10 juillet nous quittons Dutch Harbor, après un plein de gazole, 150 gallons. Eric met du temps à revenir à bord, explication :  les gars de la pompe aiment bavarder et échanger.

Marsouins de Dall.

Eagle Harbor. Shumagin Islands. 12 juillet, 48 heures de mer pour y arriver, il fait bien gris et enfin nos premières baleines, un régal !

Elles sont nombreuses, je les voudrais plus proches, mais pas trop quand même. Des nuées d’oiseaux les accompagnent et pour cause : elles mangent « salement » et ils profitent des perturbations créées par les grosses bêtes dans l’eau, perturbations qui font remonter des petits poissons et des organismes qu’ils happent pour se nourrir.

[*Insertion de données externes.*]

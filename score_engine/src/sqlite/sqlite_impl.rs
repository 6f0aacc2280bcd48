//! `SqliteDatabase` is the durable [`MatchStore`] backend.
//!
//! Each call acquires a connection from the pool and hands it to the query functions in [`super::db::matches`].
//! Writes run inside a transaction that is committed before the call returns.
use std::fmt::Debug;

use chrono::{DateTime, Utc};
use log::*;
use sqlx::{migrate, SqlitePool};

use super::db::{db_url, matches, new_pool};
use crate::{
    db_types::{Match, MatchFilter, MatchStatus, NewMatch},
    traits::{MatchStore, MatchStoreError},
};

#[derive(Clone)]
pub struct SqliteDatabase {
    url: String,
    pool: SqlitePool,
}

impl Debug for SqliteDatabase {
    fn fmt(&self, f: &mut std::fmt::Formatter<'_>) -> std::fmt::Result {
        writeln!(f, "SqliteDatabase ({})", self.url)
    }
}

impl MatchStore for SqliteDatabase {
    fn url(&self) -> &str {
        self.url.as_str()
    }

    async fn save(&self, new_match: NewMatch) -> Result<Match, MatchStoreError> {
        let mut tx = self.pool.begin().await?;
        let record = matches::insert_match(new_match, &mut *tx).await?;
        tx.commit().await?;
        Ok(record)
    }

    async fn update(&self, record: &Match) -> Result<Match, MatchStoreError> {
        let mut tx = self.pool.begin().await?;
        let record = matches::update_match(record, &mut *tx).await?;
        tx.commit().await?;
        Ok(record)
    }

    async fn find_by_id(&self, id: i64) -> Result<Option<Match>, MatchStoreError> {
        let mut conn = self.pool.acquire().await?;
        matches::fetch_match_by_id(id, &mut conn).await
    }

    async fn list_all(&self) -> Result<Vec<Match>, MatchStoreError> {
        let mut conn = self.pool.acquire().await?;
        matches::fetch_matches(MatchFilter::All, &mut conn).await
    }

    async fn list_by_status(&self, status: MatchStatus) -> Result<Vec<Match>, MatchStoreError> {
        let mut conn = self.pool.acquire().await?;
        matches::fetch_matches(MatchFilter::Status(status), &mut conn).await
    }

    async fn list_by_scheduled_range(
        &self,
        from: DateTime<Utc>,
        to: DateTime<Utc>,
    ) -> Result<Vec<Match>, MatchStoreError> {
        let mut conn = self.pool.acquire().await?;
        matches::fetch_matches(MatchFilter::ScheduledBetween { from, to }, &mut conn).await
    }

    async fn exists_by_id(&self, id: i64) -> Result<bool, MatchStoreError> {
        let mut conn = self.pool.acquire().await?;
        matches::match_exists(id, &mut conn).await
    }

    async fn delete_by_id(&self, id: i64) -> Result<(), MatchStoreError> {
        let mut conn = self.pool.acquire().await?;
        matches::delete_match(id, &mut conn).await
    }

    async fn count_all(&self) -> Result<i64, MatchStoreError> {
        let mut conn = self.pool.acquire().await?;
        matches::count_matches(None, &mut conn).await
    }

    async fn count_by_status(&self, status: MatchStatus) -> Result<i64, MatchStoreError> {
        let mut conn = self.pool.acquire().await?;
        matches::count_matches(Some(status), &mut conn).await
    }

    async fn close(&mut self) -> Result<(), MatchStoreError> {
        self.pool.close().await;
        info!("🗃️ Closed connection pool for {}", self.url);
        Ok(())
    }
}

impl SqliteDatabase {
    /// Creates a new database API object using the URL in `SCORE_DATABASE_URL`.
    pub async fn new(max_connections: u32) -> Result<Self, sqlx::Error> {
        let url = db_url();
        SqliteDatabase::new_with_url(url.as_str(), max_connections).await
    }

    pub async fn new_with_url(url: &str, max_connections: u32) -> Result<Self, sqlx::Error> {
        trace!("🗃️ Creating new database connection pool for {url}");
        let pool = new_pool(url, max_connections).await?;
        Ok(Self { url: url.to_string(), pool })
    }

    /// Brings the schema up to date with the migrations embedded in this crate.
    pub async fn run_migrations(&self) -> Result<(), MatchStoreError> {
        migrate!("./src/sqlite/migrations").run(&self.pool).await?;
        info!("🗃️ Migrations complete for {}", self.url);
        Ok(())
    }

    pub fn pool(&self) -> &SqlitePool {
        &self.pool
    }
}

En soirée, nous mouillons dans un plan d’eau, derrière la jetée naturelle d’un mètre de haut, composée de sable, de cailloux et de verdure à son sommet. 21 mètres de fond quand même, une famille de loutres prend peur à notre passage pourtant discret.

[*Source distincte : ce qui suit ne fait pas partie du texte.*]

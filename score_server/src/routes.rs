//! Request handler definitions
//!
//! Define each route and its handler here. Handlers stay short: parse the request, call the
//! [`MatchLifecycleApi`], and shape the response. Anything longer belongs in the engine.
//!
//! Every handler is async and never blocks the worker thread. Store and cache access is already expressed as futures
//! by the engine.
//!
//! Static paths such as `/matches/stats` must be registered before `/matches/{id}`, otherwise the `{id}` pattern
//! claims them first. [`configure`] registers everything in the right order.
use actix_web::{error::InternalError, get, web, HttpResponse, Responder, ResponseError};
use log::*;
use score_engine::{
    db_types::{MatchFilter, MatchStatus},
    MatchLifecycleApi,
    MatchStore,
    ResultCache,
};

use crate::{
    data_objects::{ListQuery, MatchResponse, NewMatchRequest, ScoreUpdateRequest, StatusQuery},
    errors::ServerError,
};

// Web-actix cannot handle generics in handlers, so it's implemented manually using the `route!` macro
#[macro_export]
macro_rules! route {
    ($name:ident => $method:ident $path:literal impl $($bounds:ty),+) => {
        paste::paste! { pub struct [<$name:camel Route>]< $( [< T $bounds:camel> ],)+ >( $( core::marker::PhantomData<fn() -> [< T $bounds:camel> ] >,)+ );}
        paste::paste! { impl< $( [< T $bounds:camel> ],)+ > [<$name:camel Route>]< $( [< T $bounds:camel> ],)+ > {
            #[allow(clippy::new_without_default)]
            pub fn new() -> Self {
                Self($( core::marker::PhantomData::<fn() -> [< T $bounds:camel> ] >,)+)
            }
        }}
        paste::paste! { impl<$( [< T $bounds:camel >] , )+> actix_web::dev::HttpServiceFactory for [<$name:camel Route>]<$([<T $bounds:camel>],)+>
        where
            $([<T $bounds:camel>]: $bounds + 'static,)+
        {
            fn register(self, config: &mut actix_web::dev::AppService) {
                let res = actix_web::Resource::new($path)
                    .name(stringify!($name))
                    .guard(actix_web::guard::$method())
                    .to($name::< $( [< T $bounds:camel >], )+>);
                actix_web::dev::HttpServiceFactory::register(res, config);
            }
        }}
    };
}

/// Registers every route, plus extractor settings that turn malformed requests into JSON `400` responses.
pub fn configure<B, C>(cfg: &mut web::ServiceConfig)
where
    B: MatchStore + 'static,
    C: ResultCache + 'static,
{
    cfg.app_data(web::JsonConfig::default().error_handler(|err, _req| {
        let message = err.to_string();
        InternalError::from_response(err, ServerError::InvalidRequestBody(message).error_response()).into()
    }))
    .app_data(web::QueryConfig::default().error_handler(|err, _req| {
        let message = err.to_string();
        InternalError::from_response(err, ServerError::InvalidQuery(message).error_response()).into()
    }))
    .app_data(web::PathConfig::default().error_handler(|err, _req| {
        let message = err.to_string();
        InternalError::from_response(err, ServerError::InvalidRequestPath(message).error_response()).into()
    }))
    .service(health)
    .service(MatchStatsRoute::<B, C>::new())
    .service(InProgressMatchesRoute::<B, C>::new())
    .service(ClosedMatchesRoute::<B, C>::new())
    .service(CreateMatchRoute::<B, C>::new())
    .service(ListMatchesRoute::<B, C>::new())
    .service(MatchByIdRoute::<B, C>::new())
    .service(DeleteMatchRoute::<B, C>::new())
    .service(UpdateScoreRoute::<B, C>::new())
    .service(UpdateStatusRoute::<B, C>::new());
}

// ----------------------------------------------   Health  ----------------------------------------------------
#[get("/health")]
pub async fn health() -> impl Responder {
    trace!("💻️ Received health check request");
    HttpResponse::Ok().body("👍️\n")
}

//----------------------------------------------   Matches  ----------------------------------------------------
route!(create_match => Post "/matches" impl MatchStore, ResultCache);
/// Registers a new match. Responds with `201 Created` and the stored match.
///
/// `scheduled_at` accepts RFC 3339 timestamps, or `YYYY-MM-DDTHH:MM:SS`, which is read as UTC.
pub async fn create_match<B: MatchStore, C: ResultCache>(
    body: web::Json<NewMatchRequest>,
    api: web::Data<MatchLifecycleApi<B, C>>,
) -> Result<HttpResponse, ServerError> {
    let request = body.into_inner();
    debug!("💻️ POST new match: {} vs {}", request.team_a, request.team_b);
    let scheduled_at = request.scheduled_at()?;
    let record = api.create(&request.team_a, &request.team_b, scheduled_at).await?;
    Ok(HttpResponse::Created().json(MatchResponse::from(record)))
}

route!(list_matches => Get "/matches" impl MatchStore, ResultCache);
/// Lists matches, most recently scheduled first.
///
/// Filter with `?status=IN_PROGRESS|CLOSED`, or with `?from=...&to=...` for an inclusive kick-off window. If both are
/// given, the status wins.
pub async fn list_matches<B: MatchStore, C: ResultCache>(
    query: web::Query<ListQuery>,
    api: web::Data<MatchLifecycleApi<B, C>>,
) -> Result<HttpResponse, ServerError> {
    let filter = MatchFilter::try_from(query.into_inner())?;
    debug!("💻️ GET matches ({filter})");
    respond_with_list(api.as_ref(), filter).await
}

route!(in_progress_matches => Get "/matches/in_progress" impl MatchStore, ResultCache);
pub async fn in_progress_matches<B: MatchStore, C: ResultCache>(
    api: web::Data<MatchLifecycleApi<B, C>>,
) -> Result<HttpResponse, ServerError> {
    debug!("💻️ GET matches in progress");
    respond_with_list(api.as_ref(), MatchFilter::Status(MatchStatus::InProgress)).await
}

route!(closed_matches => Get "/matches/closed" impl MatchStore, ResultCache);
pub async fn closed_matches<B: MatchStore, C: ResultCache>(
    api: web::Data<MatchLifecycleApi<B, C>>,
) -> Result<HttpResponse, ServerError> {
    debug!("💻️ GET closed matches");
    respond_with_list(api.as_ref(), MatchFilter::Status(MatchStatus::Closed)).await
}

async fn respond_with_list<B: MatchStore, C: ResultCache>(
    api: &MatchLifecycleApi<B, C>,
    filter: MatchFilter,
) -> Result<HttpResponse, ServerError> {
    let matches = api.list(filter).await?.into_iter().map(MatchResponse::from).collect::<Vec<_>>();
    Ok(HttpResponse::Ok().json(matches))
}

route!(match_stats => Get "/matches/stats" impl MatchStore, ResultCache);
/// Match counts: `{"total": 3, "in_progress": 2, "closed": 1}`.
pub async fn match_stats<B: MatchStore, C: ResultCache>(
    api: web::Data<MatchLifecycleApi<B, C>>,
) -> Result<HttpResponse, ServerError> {
    debug!("💻️ GET match stats");
    let stats = api.stats_summary().await?;
    trace!("💻️ {stats}");
    Ok(HttpResponse::Ok().json(stats))
}

route!(match_by_id => Get "/matches/{id}" impl MatchStore, ResultCache);
pub async fn match_by_id<B: MatchStore, C: ResultCache>(
    path: web::Path<i64>,
    api: web::Data<MatchLifecycleApi<B, C>>,
) -> Result<HttpResponse, ServerError> {
    let id = path.into_inner();
    debug!("💻️ GET match #{id}");
    match api.get_by_id(id).await? {
        Some(record) => Ok(HttpResponse::Ok().json(MatchResponse::from(record))),
        None => Err(ServerError::NoRecordFound(format!("Match #{id} was not found"))),
    }
}

route!(update_score => Put "/matches/{id}/score" impl MatchStore, ResultCache);
/// Replaces both scores of a match in progress. Closed matches are rejected with `400`.
pub async fn update_score<B: MatchStore, C: ResultCache>(
    path: web::Path<i64>,
    body: web::Json<ScoreUpdateRequest>,
    api: web::Data<MatchLifecycleApi<B, C>>,
) -> Result<HttpResponse, ServerError> {
    let id = path.into_inner();
    let ScoreUpdateRequest { score_a, score_b } = body.into_inner();
    debug!("💻️ PUT score for match #{id}: {score_a} x {score_b}");
    let record = api.update_score(id, score_a, score_b).await?;
    Ok(HttpResponse::Ok().json(MatchResponse::from(record)))
}

route!(update_status => Put "/matches/{id}/status" impl MatchStore, ResultCache);
/// Changes the status of a match. The only transition allowed is to `CLOSED`.
pub async fn update_status<B: MatchStore, C: ResultCache>(
    path: web::Path<i64>,
    query: web::Query<StatusQuery>,
    api: web::Data<MatchLifecycleApi<B, C>>,
) -> Result<HttpResponse, ServerError> {
    let id = path.into_inner();
    let status = query
        .into_inner()
        .status
        .filter(|s| !s.trim().is_empty())
        .ok_or_else(|| ServerError::InvalidQuery("The 'status' parameter is required".to_string()))?;
    let status = status.parse::<MatchStatus>()?;
    debug!("💻️ PUT status for match #{id}: {status}");
    if status != MatchStatus::Closed {
        return Err(ServerError::ValidationError(format!("A match can only be moved to {}", MatchStatus::Closed)));
    }
    let record = api.close(id).await?;
    Ok(HttpResponse::Ok().json(MatchResponse::from(record)))
}

route!(delete_match => Delete "/matches/{id}" impl MatchStore, ResultCache);
pub async fn delete_match<B: MatchStore, C: ResultCache>(
    path: web::Path<i64>,
    api: web::Data<MatchLifecycleApi<B, C>>,
) -> Result<HttpResponse, ServerError> {
    let id = path.into_inner();
    debug!("💻️ DELETE match #{id}");
    api.remove(id).await?;
    Ok(HttpResponse::NoContent().finish())
}
use log::*;
use sqlx::{migrate::MigrateDatabase, Sqlite};

use crate::SqliteDatabase;

/// Loads `.env.test`, starts logging and creates a fresh, migrated database at `url`.
pub async fn prepare_test_env(url: &str) -> SqliteDatabase {
    dotenvy::from_filename(".env.test").ok();
    let _ = env_logger::try_init();
    debug!("🚀️ Logging initialised");
    create_database(url).await;
    run_migrations(url).await
}

/// A unique SQLite URL in the system temp directory.
pub fn random_db_path() -> String {
    let dir = std::env::temp_dir();
    format!("sqlite://{}/score_store_{}.db", dir.display(), rand::random::<u64>())
}

pub async fn run_migrations(url: &str) -> SqliteDatabase {
    let db = SqliteDatabase::new_with_url(url, 5).await.expect("Error creating connection to database");
    db.run_migrations().await.expect("Error running DB migrations");
    info!("🚀️ Migrations complete");
    db
}

pub async fn create_database(url: &str) {
    if Sqlite::database_exists(url).await.unwrap_or(false) {
        if let Err(e) = Sqlite::drop_database(url).await {
            warn!("Error dropping database {url}: {e:?}");
        }
    }
    Sqlite::create_database(url).await.expect("Error creating database");
    info!("Created Sqlite database {url}");
}
mod csp;

pub use csp::{CspMiddlewareFactory, CspMiddlewareService};
//! Football score engine
//!
//! This library holds the core logic for tracking football matches: creating them, recording scores and closing them.
//! It knows nothing about HTTP. The `score_server` crate puts a REST surface on top of it.
//!
//! The library is divided into these sections:
//! 1. Domain types ([`mod@db_types`]) shared by every backend and by clients of the engine.
//! 2. Backend contracts ([`mod@traits`]) and their implementations: [`SqliteDatabase`] and [`InMemoryDatabase`] for
//!    storage, [`MemoryCache`] and [`NoCache`] for caching.
//! 3. The public API ([`MatchLifecycleApi`]), which enforces the match state machine.
//!
//! The engine also emits an event whenever a match is created, has its score updated or is closed. A simple actor
//! framework ([`mod@events`]) lets you hook into these events.
pub mod cache;
pub mod db_types;
pub mod events;
mod match_api;
pub mod memory;
#[cfg(feature = "sqlite")]
pub mod sqlite;
pub mod traits;

#[cfg(any(feature = "test_utils", test))]
pub mod test_utils;

pub use cache::{MemoryCache, NoCache};
pub use match_api::{errors::MatchLifecycleError, lifecycle_api::MatchLifecycleApi};
pub use memory::InMemoryDatabase;
#[cfg(feature = "sqlite")]
pub use sqlite::SqliteDatabase;
pub use traits::{CacheError, MatchStore, MatchStoreError, ResultCache};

Un phoque garde ses distances en nageant près du rivage.

La digue. Pas une ride à la surface de notre piscine naturelle.

Un Martin-pêcheur transi.

Tout est calme, quelques oiseaux comme les huitriers pies, les tout petits phalaropes à bec étroit, des aigles, des méduses à crinière de lion aussi. Nous n’y restons que 24 heures, les prévisions météo annoncent du vent pour la nuit suivante, nous voulons en profiter et quittons notre abri vers 16h.

13-14 juillet. En mer.  Navigation de nuit, entre l’île de Kodiak et Main Land… nous cherchons le vent. Toute la garde-robe de Manevaï y passe, Génois, Code zéro, Spi et… moteur.

On ne s’en lasse pas…

Agripina Bay, 15 juillet 5 heures du matin.

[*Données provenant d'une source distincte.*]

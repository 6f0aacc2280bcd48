//! An in-memory [`MatchStore`] backend.
//!
//! Records live in a lock-protected ordered map and disappear when the process exits. Useful for tests and for running
//! the server without a database (`SCORE_DATABASE_URL=memory`).
use std::{
    collections::BTreeMap,
    sync::{
        atomic::{AtomicI64, Ordering},
        Arc,
    },
};

use chrono::{DateTime, Utc};
use log::*;
use tokio::sync::RwLock;

use crate::{
    db_types::{Match, MatchStatus, NewMatch},
    traits::{MatchStore, MatchStoreError},
};

pub const MEMORY_STORE_URL: &str = "memory";

#[derive(Debug, Clone)]
pub struct InMemoryDatabase {
    records: Arc<RwLock<BTreeMap<i64, Match>>>,
    last_id: Arc<AtomicI64>,
}

impl Default for InMemoryDatabase {
    fn default() -> Self {
        Self::new()
    }
}

impl InMemoryDatabase {
    pub fn new() -> Self {
        Self { records: Arc::new(RwLock::new(BTreeMap::new())), last_id: Arc::new(AtomicI64::new(0)) }
    }

    async fn select<F>(&self, predicate: F) -> Vec<Match>
    where F: Fn(&Match) -> bool {
        let records = self.records.read().await;
        let mut result = records.values().filter(|m| predicate(m)).cloned().collect::<Vec<_>>();
        result.sort_by(|a, b| b.scheduled_at.cmp(&a.scheduled_at).then_with(|| b.id.cmp(&a.id)));
        result
    }
}

impl MatchStore for InMemoryDatabase {
    fn url(&self) -> &str {
        MEMORY_STORE_URL
    }

    async fn save(&self, new_match: NewMatch) -> Result<Match, MatchStoreError> {
        // Ids are never reused, even after a delete.
        let id = self.last_id.fetch_add(1, Ordering::SeqCst) + 1;
        let record = new_match.into_match(id);
        self.records.write().await.insert(id, record.clone());
        trace!("🗃️ Stored match #{id} in memory");
        Ok(record)
    }

    async fn update(&self, record: &Match) -> Result<Match, MatchStoreError> {
        let mut records = self.records.write().await;
        let stored = records.get_mut(&record.id).ok_or(MatchStoreError::MatchNotFound(record.id))?;
        if stored.is_closed() {
            return Err(MatchStoreError::MatchClosed(record.id));
        }
        stored.score_a = record.score_a;
        stored.score_b = record.score_b;
        stored.status = record.status;
        stored.updated_at = record.updated_at;
        Ok(stored.clone())
    }

    async fn find_by_id(&self, id: i64) -> Result<Option<Match>, MatchStoreError> {
        Ok(self.records.read().await.get(&id).cloned())
    }

    async fn list_all(&self) -> Result<Vec<Match>, MatchStoreError> {
        Ok(self.select(|_| true).await)
    }

    async fn list_by_status(&self, status: MatchStatus) -> Result<Vec<Match>, MatchStoreError> {
        Ok(self.select(|m| m.status == status).await)
    }

    async fn list_by_scheduled_range(
        &self,
        from: DateTime<Utc>,
        to: DateTime<Utc>,
    ) -> Result<Vec<Match>, MatchStoreError> {
        Ok(self.select(|m| m.scheduled_at >= from && m.scheduled_at <= to).await)
    }

    async fn exists_by_id(&self, id: i64) -> Result<bool, MatchStoreError> {
        Ok(self.records.read().await.contains_key(&id))
    }

    async fn delete_by_id(&self, id: i64) -> Result<(), MatchStoreError> {
        self.records.write().await.remove(&id);
        Ok(())
    }

    async fn count_all(&self) -> Result<i64, MatchStoreError> {
        Ok(self.records.read().await.len() as i64)
    }

    async fn count_by_status(&self, status: MatchStatus) -> Result<i64, MatchStoreError> {
        Ok(self.records.read().await.values().filter(|m| m.status == status).count() as i64)
    }
}
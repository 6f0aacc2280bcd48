use serde::{Deserialize, Serialize};

use crate::db_types::Match;

/// Name of the exchange that lifecycle events are published on.
pub const EVENT_EXCHANGE: &str = "football.matches";

/// An event about a single match. The payload is always the full snapshot after the change.
pub trait MatchEvent: Clone + Send + Sync + 'static {
    const ROUTING_KEY: &'static str;

    fn snapshot(&self) -> &Match;

    fn to_message(&self) -> EventMessage {
        EventMessage {
            exchange: EVENT_EXCHANGE.to_string(),
            routing_key: Self::ROUTING_KEY.to_string(),
            payload: self.snapshot().clone(),
        }
    }
}

#[derive(Debug, Clone, PartialEq, Eq, Serialize, Deserialize)]
pub struct MatchCreatedEvent {
    pub record: Match,
}

impl MatchCreatedEvent {
    pub fn new(record: Match) -> Self {
        Self { record }
    }
}

impl MatchEvent for MatchCreatedEvent {
    const ROUTING_KEY: &'static str = "match.created";

    fn snapshot(&self) -> &Match {
        &self.record
    }
}

#[derive(Debug, Clone, PartialEq, Eq, Serialize, Deserialize)]
pub struct ScoreUpdatedEvent {
    pub record: Match,
}

impl ScoreUpdatedEvent {
    pub fn new(record: Match) -> Self {
        Self { record }
    }
}

impl MatchEvent for ScoreUpdatedEvent {
    const ROUTING_KEY: &'static str = "match.score.updated";

    fn snapshot(&self) -> &Match {
        &self.record
    }
}

#[derive(Debug, Clone, PartialEq, Eq, Serialize, Deserialize)]
pub struct MatchClosedEvent {
    pub record: Match,
}

impl MatchClosedEvent {
    pub fn new(record: Match) -> Self {
        Self { record }
    }
}

impl MatchEvent for MatchClosedEvent {
    const ROUTING_KEY: &'static str = "match.closed";

    fn snapshot(&self) -> &Match {
        &self.record
    }
}

/// The wire form of an event, as handed to external consumers.
#[derive(Debug, Clone, PartialEq, Eq, Serialize, Deserialize)]
pub struct EventMessage {
    pub exchange: String,
    pub routing_key: String,
    pub payload: Match,
}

L’entrée est superbe, la mer est presque plate et nous cheminons entre les rochers. Aujourd’hui c’est assez paisible, mais qu’en est-il lorsque la mer est en furie ?

Il pleut toute la journée, nous ne sortons pas du carré et n’avons donc pas vu d’ours. Et pourtant, ce mouillage s’y prête. A marée basse, la grève est découverte et il doit y avoir beaucoup de coquillages. Mais en ce moment, ils préfèrent les baies rouges, les Salmon berries. Un seineur est venu s’abriter du coup de vent prévu pour cette nuit.

16 juillet. 8h30, direction l’île de Kodiak en face.  Il fait gris et il pleuviote.

Halibut Bay. 16 juillet. Nous retraversons le chenal en espérant qu’en face la houle ne se fera pas trop ressentir, car pour l’instant en mer, elle arrive croisée du nord et du sud.

Il fait un temps bien maussade, nous voyons à peine la côte. Près de la pointe, nous distinguons un pêcheur mouillé dans la baie, bon, ce doit être un bon mouillage, il ne bouge pas, donc il n’y a pas de houle. Alors que nous affalons la grand-voile, je vois une couture ouverte. 50 cm à reprendre.
Le dîner est prêt et peut attendre, nous n’avons plus qu’à sortir les aiguilles et le fil suifé. Il fait jour très tard et il ne fait pas trop froid.

90 minutes pour recoudre les points qui ont lâché, merci Rolly Tasker ! Nous avions demandé que toutes les coutures de la grand-voile soient révisées et reprises, rien n’a été fait. A minuit, nous sommes enfin couchés. Une nuit très calme et nous reprenons notre navigation non sans avoir essayé de pêcher du halibut (du flétan).


Peu de vent, c’est à nouveau au moteur que nous traversons dans l’autre sens le Détroit de Chelikof, pour Geographic Harbor.

Alerte tsunami par VHF.12H37. Un tremblement de terre a eu lieu près de Sand-Point (7,3) et nous recevons par VHF des alertes répétées toutes les 10mn, « ne pas rester près des côtes, ne pas être mouillé par petit fond en cas de tsunami ». Nous ne voyons, ni ne sentons rien. Manaia est à Sand Point en marina et sans moteur ne peut pas bouger et Rewild est mouillé non loin de là. Tous les deux ont bien ressenti les secousses. A Kodiak les navires de toutes tailles ont quitté les pontons en urgence et sont rentrés quelques heures plus tard.

Geographic Harbor. 17 juillet après 9 heures de moteur nous sommes dans le Saint des Saints, l’entrée est magique, malgré le petit crachin.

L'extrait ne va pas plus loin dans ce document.